***** Entries shown *****
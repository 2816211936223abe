//! Module of operations that the trees aggregate with.
//!
//! A tree needs some operation, and this module contains the main [`Operation`] trait,
//! together with the marker trait [`Commutative`] and the [`Identity`] and [`Invertible`]
//! extensions. The lazy segment tree additionally needs its values to accept additive
//! tags, which is described by [`Delta`].
//!
//! Any closure or function with the signature `Fn(&N, &N) -> N` is an [`Operation`], so
//! callers can plug in their own merge without defining a type:
//!
//! ```rust
//! use ixtree::LazySegmentTree;
//!
//! let mut tree = LazySegmentTree::build(vec![4i64, 1, 3], i64::MIN, |a: &i64, b: &i64| *a.max(b));
//! tree.range_add(0, 1, 10).unwrap();
//! assert_eq!(tree.root(), &14);
//! ```

use core::num::Wrapping;

/// A trait that specifies which associative operator to use in a tree.
pub trait Operation<N> {
    /// The operation that is performed to combine two intervals in the tree.
    ///
    /// This function must be [associative][1], that is `combine(combine(a, b), c) =
    /// combine(a, combine(b, c))`. This is not checked at runtime.
    ///
    /// [1]: https://en.wikipedia.org/wiki/Associative_property
    fn combine(&self, a: &N, b: &N) -> N;
    /// Replace the value in `a` with `combine(a, b)`. This function exists to allow
    /// certain optimizations and by default simply calls `combine`.
    #[inline]
    fn combine_mut(&self, a: &mut N, b: &N) {
        let res = self.combine(&*a, b);
        *a = res;
    }
    /// Must return the same as `combine`. This function exists to allow certain
    /// optimizations and by default simply calls `combine_mut`.
    #[inline]
    fn combine_left(&self, mut a: N, b: &N) -> N {
        self.combine_mut(&mut a, b);
        a
    }
}

impl<N, F> Operation<N> for F
where
    F: Fn(&N, &N) -> N,
{
    #[inline]
    fn combine(&self, a: &N, b: &N) -> N {
        self(a, b)
    }
}

/// A marker trait that specifies that an [`Operation`] is [commutative][1], that is:
/// `combine(a, b) = combine(b, a)`.
///
/// [1]: https://en.wikipedia.org/wiki/Commutative_property
pub trait Commutative<N>: Operation<N> {}

/// A trait that specifies that this [`Operation`] has an [identity element][1].
///
/// An identity must satisfy `combine(a, id) = a` and `combine(id, a) = a`.
///
/// [1]: https://en.wikipedia.org/wiki/Identity_element
pub trait Identity<N> {
    /// Returns an element such that if combined with any element `a` the result is `a`.
    fn identity(&self) -> N;
}

/// A trait for invertible operations.
///
/// After `combine_mut(&mut a, &b)` followed by `uncombine(&mut a, &b)` the value of `a`
/// must be unchanged.
pub trait Invertible<N> {
    /// Undo a previous `combine_mut(a, b)`.
    fn uncombine(&self, a: &mut N, b: &N);
}

/// An additive tag that can be recorded at a tree node and applied to values later on.
///
/// `zero` must be neutral for `apply`, and applying two tags in sequence must be the same
/// as applying their sum.
pub trait Delta: Clone {
    /// Returns the tag that changes nothing.
    fn zero() -> Self;
    /// Returns `true` if applying this tag is a no-op.
    fn is_zero(&self) -> bool;
    /// Adds `delta` to `self`.
    fn apply(&mut self, delta: &Self);
}

/// Each node contains the sum of the interval it represents.
#[cfg_attr(feature = "serde", derive(serde::Deserialize, serde::Serialize))]
#[derive(Clone, Copy, Eq, PartialEq, Ord, PartialOrd, Debug, Default, Hash)]
pub struct Add;

/// Each node contains the minimum of the interval it represents.
#[cfg_attr(feature = "serde", derive(serde::Deserialize, serde::Serialize))]
#[derive(Clone, Copy, Eq, PartialEq, Ord, PartialOrd, Debug, Default, Hash)]
pub struct Min;

/// Each node contains the maximum of the interval it represents.
#[cfg_attr(feature = "serde", derive(serde::Deserialize, serde::Serialize))]
#[derive(Clone, Copy, Eq, PartialEq, Ord, PartialOrd, Debug, Default, Hash)]
pub struct Max;

macro_rules! impl_operation_infix {
    ($op:ty, $ty:ty, $combineop:tt, $doc:expr) => {
        impl Operation<$ty> for $op {
            #[doc = $doc]
            #[inline]
            fn combine(&self, a: &$ty, b: &$ty) -> $ty {
                *a $combineop *b
            }
        }
    }
}
macro_rules! impl_operation_prefix {
    ($op:ty, $ty:ty, $combinef:expr, $doc:expr) => {
        impl Operation<$ty> for $op {
            #[doc = $doc]
            #[inline]
            fn combine(&self, a: &$ty, b: &$ty) -> $ty {
                $combinef(*a, *b)
            }
        }
    };
}
macro_rules! impl_identity {
    ($op:ty, $ty:ty, $iden:expr, $doc:expr) => {
        impl Identity<$ty> for $op {
            #[doc = $doc]
            #[inline]
            fn identity(&self) -> $ty {
                $iden
            }
        }
    };
}
macro_rules! impl_inverse {
    ($op:ty, $ty:ty, $uncombineop:tt, $doc:expr) => {
        impl Invertible<$ty> for $op {
            #[doc = $doc]
            #[inline]
            fn uncombine(&self, a: &mut $ty, b: &$ty) {
                *a = *a $uncombineop *b;
            }
        }
    }
}
macro_rules! impl_delta {
    ($ty:ty, $zero:expr) => {
        impl Delta for $ty {
            #[inline]
            fn zero() -> Self {
                $zero
            }
            #[inline]
            fn is_zero(&self) -> bool {
                *self == $zero
            }
            #[inline]
            fn apply(&mut self, delta: &Self) {
                *self = *self + *delta;
            }
        }
    };
}
macro_rules! impl_integer {
    ($ty:tt) => {
        impl_operation_infix!(Add, $ty, +, "Returns the sum.");
        impl_identity!(Add, $ty, 0, "Returns zero.");
        impl_inverse!(Add, $ty, -, "Returns the difference.");
        impl Commutative<$ty> for Add {}

        impl_operation_infix!(Add, Wrapping<$ty>, +, "Returns the sum.");
        impl_identity!(Add, Wrapping<$ty>, Wrapping(0), "Returns zero.");
        impl_inverse!(Add, Wrapping<$ty>, -, "Returns the difference.");
        impl Commutative<Wrapping<$ty>> for Add {}

        impl_operation_prefix!(Min, $ty, core::cmp::min, "Returns the minimum.");
        impl_identity!(Min, $ty, $ty::MAX, "Returns the largest possible value.");
        impl Commutative<$ty> for Min {}

        impl_operation_prefix!(Max, $ty, core::cmp::max, "Returns the maximum.");
        impl_identity!(Max, $ty, $ty::MIN, "Returns the smallest possible value.");
        impl Commutative<$ty> for Max {}

        impl_delta!($ty, 0);
        impl_delta!(Wrapping<$ty>, Wrapping(0));
    };
}
impl_integer!(u8);
impl_integer!(u16);
impl_integer!(u32);
impl_integer!(u64);
impl_integer!(u128);
impl_integer!(usize);
impl_integer!(i8);
impl_integer!(i16);
impl_integer!(i32);
impl_integer!(i64);
impl_integer!(i128);
impl_integer!(isize);

macro_rules! impl_float {
    ($ty:tt) => {
        impl_operation_infix!(Add, $ty, +, "Returns the sum.");
        impl_identity!(Add, $ty, 0.0, "Returns zero.");
        impl_inverse!(Add, $ty, -, "Returns the difference.");
        impl Commutative<$ty> for Add {}

        impl_operation_prefix!(Min, $ty, $ty::min, "Returns the minimum, ignoring NaN.");
        impl_identity!(Min, $ty, $ty::INFINITY, "Returns infinity.");
        impl Commutative<$ty> for Min {}

        impl_operation_prefix!(Max, $ty, $ty::max, "Returns the maximum, ignoring NaN.");
        impl_identity!(Max, $ty, $ty::NEG_INFINITY, "Returns negative infinity.");
        impl Commutative<$ty> for Max {}

        impl_delta!($ty, 0.0);
    };
}
impl_float!(f32);
impl_float!(f64);
//! Wire protocol shared by the REST surface and the persistent channel.
//!
//! Channel frames are JSON text envelopes `{"event": <name>, "data": <payload>}`.
//! Inbound payloads stay raw [`Value`]s until the validation gateway has
//! passed them; outbound events are a typed enum so the server can never
//! emit a malformed frame.

use serde::{Deserialize, Serialize};
use serde_json::Value;

use crate::error::CoreError;
use crate::model::{Camera, CameraSettings, RecordingConfig, RecordingSession, System, VideoQuality};
use crate::validate::{sanitize_text, validate_camera_settings, validate_recording_config};

// ── Event names ──────────────────────────────────────────────────────

/// Inbound (client → server) channel events.
pub mod inbound {
    pub const CAMERA_UPDATE_SETTINGS: &str = "camera:updateSettings";
    pub const RECORDING_START: &str = "recording:start";
    pub const RECORDING_STOP: &str = "recording:stop";
    pub const RECORDING_PAUSE: &str = "recording:pause";
    pub const RECORDING_RESUME: &str = "recording:resume";
    pub const LIDAR_UPDATE_VIEW: &str = "lidar:updateView";
}

/// Outbound (server → client) channel events.
pub mod outbound {
    pub const SYSTEM_STATUS: &str = "system:status";
    pub const RECORDING_UPDATE: &str = "recording:update";
    pub const CAMERA_SETTINGS_UPDATED: &str = "camera:settingsUpdated";
    pub const LIDAR_VIEW_UPDATED: &str = "lidar:viewUpdated";
    pub const ERROR: &str = "error";
}

// ── Channel envelope ─────────────────────────────────────────────────

/// Raw channel frame as it crosses the trust boundary.
#[derive(Debug, Clone, Serialize, Deserialize)]
pub struct ChannelEnvelope {
    pub event: String,
    #[serde(default)]
    pub data: Value,
}

impl ChannelEnvelope {
    pub fn new(event: impl Into<String>, data: Value) -> Self {
        Self {
            event: event.into(),
            data,
        }
    }
}

// ── Outbound events ──────────────────────────────────────────────────

/// Full-state push of all systems and cameras, sent every broadcast tick.
#[derive(Debug, Clone, Serialize, Deserialize)]
pub struct StatusSnapshot {
    pub systems: Vec<System>,
    pub cameras: Vec<Camera>,
}

/// Every event the server can emit on the channel.
#[derive(Debug, Clone, Serialize, Deserialize)]
#[serde(tag = "event", content = "data")]
pub enum ServerEvent {
    #[serde(rename = "system:status")]
    SystemStatus(StatusSnapshot),

    #[serde(rename = "recording:update")]
    RecordingUpdate(RecordingSession),

    #[serde(rename = "camera:settingsUpdated")]
    CameraSettingsUpdated {
        #[serde(rename = "cameraId")]
        camera_id: String,
        settings: CameraSettings,
    },

    #[serde(rename = "lidar:viewUpdated")]
    LidarViewUpdated(Value),

    #[serde(rename = "error")]
    Error { message: String },
}

impl ServerEvent {
    pub fn error(message: impl Into<String>) -> Self {
        Self::Error {
            message: message.into(),
        }
    }

    /// Wire name of this event, for per-event subscription dispatch.
    pub fn name(&self) -> &'static str {
        match self {
            Self::SystemStatus(_) => outbound::SYSTEM_STATUS,
            Self::RecordingUpdate(_) => outbound::RECORDING_UPDATE,
            Self::CameraSettingsUpdated { .. } => outbound::CAMERA_SETTINGS_UPDATED,
            Self::LidarViewUpdated(_) => outbound::LIDAR_VIEW_UPDATED,
            Self::Error { .. } => outbound::ERROR,
        }
    }
}

// ── REST response envelope ───────────────────────────────────────────

/// Uniform `{success, data?, error?}` wrapper for every REST response.
#[derive(Debug, Clone, Serialize, Deserialize)]
pub struct ApiResponse<T> {
    pub success: bool,
    #[serde(skip_serializing_if = "Option::is_none")]
    pub data: Option<T>,
    #[serde(skip_serializing_if = "Option::is_none")]
    pub error: Option<String>,
    #[serde(rename = "retryAfter", skip_serializing_if = "Option::is_none")]
    pub retry_after: Option<u64>,
}

impl<T> ApiResponse<T> {
    pub fn success(data: T) -> Self {
        Self {
            success: true,
            data: Some(data),
            error: None,
            retry_after: None,
        }
    }

    /// Success with no payload (mutations that only acknowledge).
    pub fn ok() -> Self {
        Self {
            success: true,
            data: None,
            error: None,
            retry_after: None,
        }
    }

    pub fn error(message: impl Into<String>) -> Self {
        Self {
            success: false,
            data: None,
            error: Some(message.into()),
            retry_after: None,
        }
    }

    pub fn rate_limited(message: impl Into<String>, retry_after_secs: u64) -> Self {
        Self {
            success: false,
            data: None,
            error: Some(message.into()),
            retry_after: Some(retry_after_secs),
        }
    }
}

// ── Typed inbound payloads ───────────────────────────────────────────

/// Partial camera-settings update. Parsed only after the validation
/// gateway has passed the raw payload, so construction cannot observe
/// unknown keys or non-numeric values.
#[derive(Debug, Clone, Default, PartialEq, Serialize, Deserialize)]
#[serde(rename_all = "camelCase", deny_unknown_fields)]
pub struct SettingsPatch {
    #[serde(skip_serializing_if = "Option::is_none")]
    pub exposure: Option<f64>,
    #[serde(skip_serializing_if = "Option::is_none")]
    pub gain: Option<f64>,
    #[serde(skip_serializing_if = "Option::is_none")]
    pub white_balance: Option<f64>,
    #[serde(skip_serializing_if = "Option::is_none")]
    pub focus: Option<f64>,
    #[serde(skip_serializing_if = "Option::is_none")]
    pub zoom: Option<f64>,
}

impl SettingsPatch {
    /// Validate and parse a raw settings payload.
    pub fn from_value(payload: &Value) -> Result<Self, CoreError> {
        if !validate_camera_settings(payload) {
            return Err(CoreError::validation("Invalid camera settings format"));
        }
        serde_json::from_value(payload.clone())
            .map_err(|e| CoreError::Internal(format!("settings payload re-parse failed: {e}")))
    }

    pub fn is_empty(&self) -> bool {
        *self == Self::default()
    }
}

/// Recording-start request with explicit optional fields.
///
/// Unrecognized keys are tolerated (ignored); recognized ones are
/// type-checked by the gateway before this struct exists.
#[derive(Debug, Clone, Default, Serialize, Deserialize)]
#[serde(rename_all = "camelCase")]
pub struct RecordingRequest {
    #[serde(skip_serializing_if = "Option::is_none")]
    pub video_quality: Option<VideoQuality>,
    #[serde(skip_serializing_if = "Option::is_none")]
    pub codec: Option<String>,
    #[serde(skip_serializing_if = "Option::is_none")]
    pub lidar_point_density: Option<f64>,
    #[serde(skip_serializing_if = "Option::is_none")]
    pub output_path: Option<String>,
    #[serde(skip_serializing_if = "Option::is_none")]
    pub naming: Option<String>,
}

impl RecordingRequest {
    /// Validate and parse a raw recording-config payload.
    pub fn from_value(payload: &Value) -> Result<Self, CoreError> {
        if !validate_recording_config(payload) {
            return Err(CoreError::validation("Invalid recording configuration"));
        }
        serde_json::from_value(payload.clone())
            .map_err(|e| CoreError::Internal(format!("recording payload re-parse failed: {e}")))
    }

    /// Apply defaults and sanitize free-text fields into a final config.
    pub fn into_config(self) -> RecordingConfig {
        RecordingConfig {
            video_quality: self.video_quality.unwrap_or(VideoQuality::High),
            codec: sanitize_text(self.codec.as_deref().unwrap_or("h264")),
            lidar_point_density: self.lidar_point_density.unwrap_or(0.0).max(0.0),
            output_path: sanitize_text(self.output_path.as_deref().unwrap_or("")),
            naming: sanitize_text(self.naming.as_deref().unwrap_or("")),
        }
    }
}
*****
**Prompt:**
In the data above, repeat exactly each line from the first through the line that contains "pub trait Operation<N>", and give nothing else.

**The completed task:**
repository 2816211936223abe
//! Module of operations that the trees aggregate with.
//!
//! A tree needs some operation, and this module contains the main [`Operation`] trait,
//! together with the marker trait [`Commutative`] and the [`Identity`] and [`Invertible`]
//! extensions. The lazy segment tree additionally needs its values to accept additive
//! tags, which is described by [`Delta`].
//!
//! Any closure or function with the signature `Fn(&N, &N) -> N` is an [`Operation`], so
//! callers can plug in their own merge without defining a type:
//!
//! ```rust
//! use ixtree::LazySegmentTree;
//!
//! let mut tree = LazySegmentTree::build(vec![4i64, 1, 3], i64::MIN, |a: &i64, b: &i64| *a.max(b));
//! tree.range_add(0, 1, 10).unwrap();
//! assert_eq!(tree.root(), &14);
//! ```

use core::num::Wrapping;

/// A trait that specifies which associative operator to use in a tree.
pub trait Operation<N> {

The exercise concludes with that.